WHAT YOU ARE ASKED TO DO
Check each line of the listing for the string "owns". Copy those where it appears.

DATA PROVIDED

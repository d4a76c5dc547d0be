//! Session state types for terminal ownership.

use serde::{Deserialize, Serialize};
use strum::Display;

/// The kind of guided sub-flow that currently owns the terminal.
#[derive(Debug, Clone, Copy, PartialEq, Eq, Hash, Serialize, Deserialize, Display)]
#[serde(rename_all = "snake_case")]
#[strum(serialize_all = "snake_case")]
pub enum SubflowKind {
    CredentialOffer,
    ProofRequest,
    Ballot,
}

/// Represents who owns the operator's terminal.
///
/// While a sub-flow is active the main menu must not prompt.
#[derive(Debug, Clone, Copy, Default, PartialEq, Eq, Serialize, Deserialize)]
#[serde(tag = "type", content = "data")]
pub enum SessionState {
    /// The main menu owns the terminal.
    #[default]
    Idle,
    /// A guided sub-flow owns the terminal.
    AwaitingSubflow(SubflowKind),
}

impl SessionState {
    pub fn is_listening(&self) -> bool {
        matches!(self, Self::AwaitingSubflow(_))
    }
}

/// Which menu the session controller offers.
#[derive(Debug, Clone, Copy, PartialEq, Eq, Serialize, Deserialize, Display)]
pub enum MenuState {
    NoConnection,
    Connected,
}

==

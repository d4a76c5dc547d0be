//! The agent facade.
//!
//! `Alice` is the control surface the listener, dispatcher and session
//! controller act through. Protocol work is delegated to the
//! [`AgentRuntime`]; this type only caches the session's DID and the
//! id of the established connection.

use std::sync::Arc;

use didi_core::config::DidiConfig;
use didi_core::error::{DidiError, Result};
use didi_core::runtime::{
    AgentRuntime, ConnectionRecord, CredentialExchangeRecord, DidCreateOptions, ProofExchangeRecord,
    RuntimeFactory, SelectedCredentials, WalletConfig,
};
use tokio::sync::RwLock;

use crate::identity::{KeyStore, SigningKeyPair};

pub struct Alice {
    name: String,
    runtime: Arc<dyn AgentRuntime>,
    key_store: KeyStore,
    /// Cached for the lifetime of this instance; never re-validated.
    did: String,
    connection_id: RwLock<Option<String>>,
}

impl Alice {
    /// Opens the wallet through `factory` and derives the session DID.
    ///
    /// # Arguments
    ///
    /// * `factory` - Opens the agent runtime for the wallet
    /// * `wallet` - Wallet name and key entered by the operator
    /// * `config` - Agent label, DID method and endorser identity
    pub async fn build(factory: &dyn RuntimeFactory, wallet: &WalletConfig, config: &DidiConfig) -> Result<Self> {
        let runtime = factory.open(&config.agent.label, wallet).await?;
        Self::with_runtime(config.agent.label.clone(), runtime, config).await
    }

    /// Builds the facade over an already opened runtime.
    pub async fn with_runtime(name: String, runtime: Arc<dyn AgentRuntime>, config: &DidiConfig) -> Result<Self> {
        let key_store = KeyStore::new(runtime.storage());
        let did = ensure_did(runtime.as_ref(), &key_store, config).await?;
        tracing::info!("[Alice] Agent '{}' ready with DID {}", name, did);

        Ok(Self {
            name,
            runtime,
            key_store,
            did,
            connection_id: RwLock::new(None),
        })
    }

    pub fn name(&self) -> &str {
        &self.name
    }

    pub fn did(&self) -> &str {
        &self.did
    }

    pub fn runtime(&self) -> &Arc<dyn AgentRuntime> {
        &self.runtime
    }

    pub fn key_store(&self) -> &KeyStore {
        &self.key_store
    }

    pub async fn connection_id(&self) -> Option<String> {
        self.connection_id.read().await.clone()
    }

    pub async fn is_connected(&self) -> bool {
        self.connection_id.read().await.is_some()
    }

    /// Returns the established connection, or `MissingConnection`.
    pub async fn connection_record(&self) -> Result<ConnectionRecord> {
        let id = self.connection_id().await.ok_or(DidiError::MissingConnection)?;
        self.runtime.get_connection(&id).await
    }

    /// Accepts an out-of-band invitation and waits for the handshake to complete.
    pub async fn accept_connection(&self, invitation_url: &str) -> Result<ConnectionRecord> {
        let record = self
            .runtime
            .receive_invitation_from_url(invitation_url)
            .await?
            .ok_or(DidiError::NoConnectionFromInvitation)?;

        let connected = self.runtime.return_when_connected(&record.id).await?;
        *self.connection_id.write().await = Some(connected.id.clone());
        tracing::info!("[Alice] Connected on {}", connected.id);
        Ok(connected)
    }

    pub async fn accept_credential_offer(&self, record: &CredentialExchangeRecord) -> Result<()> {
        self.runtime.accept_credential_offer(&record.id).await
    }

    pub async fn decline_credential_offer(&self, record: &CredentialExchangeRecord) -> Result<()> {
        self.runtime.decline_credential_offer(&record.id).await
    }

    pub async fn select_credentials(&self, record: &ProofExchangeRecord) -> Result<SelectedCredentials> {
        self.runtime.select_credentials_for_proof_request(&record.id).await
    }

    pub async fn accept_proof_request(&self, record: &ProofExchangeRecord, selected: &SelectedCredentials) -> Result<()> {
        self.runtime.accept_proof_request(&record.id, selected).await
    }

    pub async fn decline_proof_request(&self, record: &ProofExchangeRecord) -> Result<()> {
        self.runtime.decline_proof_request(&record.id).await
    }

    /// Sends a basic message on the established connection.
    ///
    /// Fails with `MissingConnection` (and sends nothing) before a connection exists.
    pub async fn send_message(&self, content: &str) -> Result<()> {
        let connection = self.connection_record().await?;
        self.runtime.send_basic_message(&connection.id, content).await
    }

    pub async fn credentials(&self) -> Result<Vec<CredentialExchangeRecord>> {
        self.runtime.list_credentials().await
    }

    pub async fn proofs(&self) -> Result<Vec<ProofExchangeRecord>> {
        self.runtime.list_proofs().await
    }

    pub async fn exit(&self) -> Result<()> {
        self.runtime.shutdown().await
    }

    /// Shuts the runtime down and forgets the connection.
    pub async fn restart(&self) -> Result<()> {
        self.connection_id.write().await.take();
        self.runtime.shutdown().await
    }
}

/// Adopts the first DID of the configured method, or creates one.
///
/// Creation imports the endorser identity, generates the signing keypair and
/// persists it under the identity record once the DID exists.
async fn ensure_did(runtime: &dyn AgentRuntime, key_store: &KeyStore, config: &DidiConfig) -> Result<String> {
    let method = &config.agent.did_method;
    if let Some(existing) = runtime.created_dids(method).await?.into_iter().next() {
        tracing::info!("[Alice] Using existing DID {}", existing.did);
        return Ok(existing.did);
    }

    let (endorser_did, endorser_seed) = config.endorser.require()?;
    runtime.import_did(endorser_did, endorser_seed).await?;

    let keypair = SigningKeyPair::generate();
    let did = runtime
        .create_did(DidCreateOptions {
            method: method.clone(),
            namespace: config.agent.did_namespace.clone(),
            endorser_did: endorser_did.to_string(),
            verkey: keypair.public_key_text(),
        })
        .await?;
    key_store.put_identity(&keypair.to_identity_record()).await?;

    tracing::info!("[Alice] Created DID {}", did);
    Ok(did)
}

EXERCISE ANSWER
/// The kind of guided sub-flow that currently owns the terminal.
/// Represents who owns the operator's terminal.
    /// The main menu owns the terminal.
    /// A guided sub-flow owns the terminal.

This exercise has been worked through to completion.